▸ Problem statement: Locate the string "atomically" in the listing below. Copy every line where it is found.

BEGIN

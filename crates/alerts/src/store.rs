//! JSON document storage, one file per chat group.
//!
//! `<dir>/<group_id>.json` holds that group's bindings and alert history. A
//! missing, empty or unreadable file is an empty document. Every mutation is a
//! whole-document read-modify-write under a per-group lock, and files are
//! replaced atomically through a sibling temp file.

use chrono::{DateTime, Utc};
use dashmap::DashMap;
use meterbot_core::{AccountId, GroupDocument, GroupId, RawGroupDocument, UserId};
use serde::Serialize;
use std::collections::{BTreeMap, BTreeSet};
use std::io;
use std::path::{Path, PathBuf};
use std::sync::Arc;
use thiserror::Error;
use tokio::sync::{Mutex, OwnedMutexGuard};
use tracing::{debug, error, warn};

const EXTENSION: &str = "json";

#[derive(Error, Debug)]
pub enum StoreError {
    #[error("Failed to write {path}: {source}")]
    Write {
        path: PathBuf,
        #[source]
        source: io::Error,
    },
    #[error("Failed to encode document: {0}")]
    Encode(#[from] serde_json::Error),
    #[error("Invalid group id for storage: {0:?}")]
    InvalidGroup(String),
}

/// Per-group document store.
pub struct GroupStore {
    dir: PathBuf,
    locks: DashMap<GroupId, Arc<Mutex<()>>>,
}

impl GroupStore {
    /// Open a store rooted at `dir`, creating the directory if needed.
    pub async fn open(dir: impl Into<PathBuf>) -> Result<Self, StoreError> {
        let dir = dir.into();
        tokio::fs::create_dir_all(&dir)
            .await
            .map_err(|source| StoreError::Write {
                path: dir.clone(),
                source,
            })?;
        Ok(Self {
            dir,
            locks: DashMap::new(),
        })
    }

    pub fn dir(&self) -> &Path {
        &self.dir
    }

    fn path(&self, group: &GroupId) -> Result<PathBuf, StoreError> {
        let name = group.as_str();
        if name.is_empty()
            || name == "."
            || name == ".."
            || name.contains(|c| matches!(c, '/' | '\\' | '\0'))
        {
            return Err(StoreError::InvalidGroup(name.to_string()));
        }
        Ok(self.dir.join(format!("{name}.{EXTENSION}")))
    }

    /// Serialize read-modify-write cycles for one group.
    pub async fn lock(&self, group: &GroupId) -> OwnedMutexGuard<()> {
        let lock = self.locks.entry(group.clone()).or_default().clone();
        lock.lock_owned().await
    }

    /// Load a group's document. Never fails; problems are logged and yield an
    /// empty document.
    pub async fn load(&self, group: &GroupId) -> GroupDocument {
        let path = match self.path(group) {
            Ok(path) => path,
            Err(e) => {
                warn!(group = %group, error = %e, "Refusing to load document");
                return GroupDocument::default();
            }
        };

        let text = match tokio::fs::read_to_string(&path).await {
            Ok(text) => text,
            Err(e) if e.kind() == io::ErrorKind::NotFound => return GroupDocument::default(),
            Err(e) => {
                error!(path = %path.display(), error = %e, "Failed to read group document");
                return GroupDocument::default();
            }
        };

        if text.trim().is_empty() {
            return GroupDocument::default();
        }

        let raw: RawGroupDocument = match serde_json::from_str(&text) {
            Ok(raw) => raw,
            Err(e) => {
                error!(
                    path = %path.display(),
                    error = %e,
                    "Corrupt group document, treating as empty"
                );
                return GroupDocument::default();
            }
        };

        let (document, rejected) = raw.decode();
        for entry in rejected {
            warn!(
                group = %group,
                user = %entry.user,
                value = %entry.raw,
                "Dropping unparseable alert timestamp"
            );
        }
        document
    }

    /// Replace a group's document.
    pub async fn save(&self, group: &GroupId, document: &GroupDocument) -> Result<(), StoreError> {
        let path = self.path(group)?;
        write_json(&path, document).await?;
        debug!(group = %group, bindings = document.bindings.len(), "Saved group document");
        Ok(())
    }

    /// Read-modify-write under the group lock. The document is written back
    /// only if `f` changed it.
    pub async fn update<T>(
        &self,
        group: &GroupId,
        f: impl FnOnce(&mut GroupDocument) -> T,
    ) -> Result<T, StoreError> {
        let _guard = self.lock(group).await;
        let mut document = self.load(group).await;
        let before = document.clone();
        let out = f(&mut document);
        if document != before {
            self.save(group, &document).await?;
        }
        Ok(out)
    }

    /// Groups that have a document on disk.
    pub async fn list_groups(&self) -> BTreeSet<GroupId> {
        let mut groups = BTreeSet::new();
        let mut entries = match tokio::fs::read_dir(&self.dir).await {
            Ok(entries) => entries,
            Err(e) => {
                error!(dir = %self.dir.display(), error = %e, "Failed to list data directory");
                return groups;
            }
        };

        loop {
            match entries.next_entry().await {
                Ok(Some(entry)) => {
                    let path = entry.path();
                    if path.extension().and_then(|e| e.to_str()) != Some(EXTENSION) {
                        continue;
                    }
                    if let Some(stem) = path.file_stem().and_then(|s| s.to_str()) {
                        groups.insert(GroupId::from(stem));
                    }
                }
                Ok(None) => break,
                Err(e) => {
                    warn!(dir = %self.dir.display(), error = %e, "Stopped listing data directory early");
                    break;
                }
            }
        }

        groups
    }

    /// Bind (or rebind) a user to a billing account.
    pub async fn bind(
        &self,
        group: &GroupId,
        user: &UserId,
        account: &AccountId,
    ) -> Result<(), StoreError> {
        self.update(group, |doc| doc.bind(user.clone(), account.clone()))
            .await
    }

    /// Remove a binding. Returns false, without writing, when there was none.
    pub async fn unbind(&self, group: &GroupId, user: &UserId) -> Result<bool, StoreError> {
        self.update(group, |doc| doc.unbind(user)).await
    }

    pub async fn binding(&self, group: &GroupId, user: &UserId) -> Option<AccountId> {
        self.load(group).await.binding(user).cloned()
    }

    pub async fn all_bindings(&self, group: &GroupId) -> BTreeMap<UserId, AccountId> {
        self.load(group).await.bindings
    }

    /// Persist the time of an alert for a group member.
    pub async fn record_alert(
        &self,
        group: &GroupId,
        user: &UserId,
        at: DateTime<Utc>,
    ) -> Result<(), StoreError> {
        self.update(group, |doc| doc.record_alert(user.clone(), at))
            .await
    }
}

/// Pretty-print `value` with four-space indentation and atomically replace `path`.
pub(crate) async fn write_json<T: Serialize>(path: &Path, value: &T) -> Result<(), StoreError> {
    let mut buf = Vec::new();
    let formatter = serde_json::ser::PrettyFormatter::with_indent(b"    ");
    let mut serializer = serde_json::Serializer::with_formatter(&mut buf, formatter);
    value.serialize(&mut serializer)?;

    let mut tmp = path.as_os_str().to_owned();
    tmp.push(".tmp");
    let tmp = PathBuf::from(tmp);

    let write = async {
        tokio::fs::write(&tmp, &buf).await?;
        tokio::fs::rename(&tmp, path).await
    };
    write.await.map_err(|source| StoreError::Write {
        path: path.to_path_buf(),
        source,
    })
}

END

▸ Your solution:
//! replaced atomically through a sibling temp file.
/// Pretty-print `value` with four-space indentation and atomically replace `path`.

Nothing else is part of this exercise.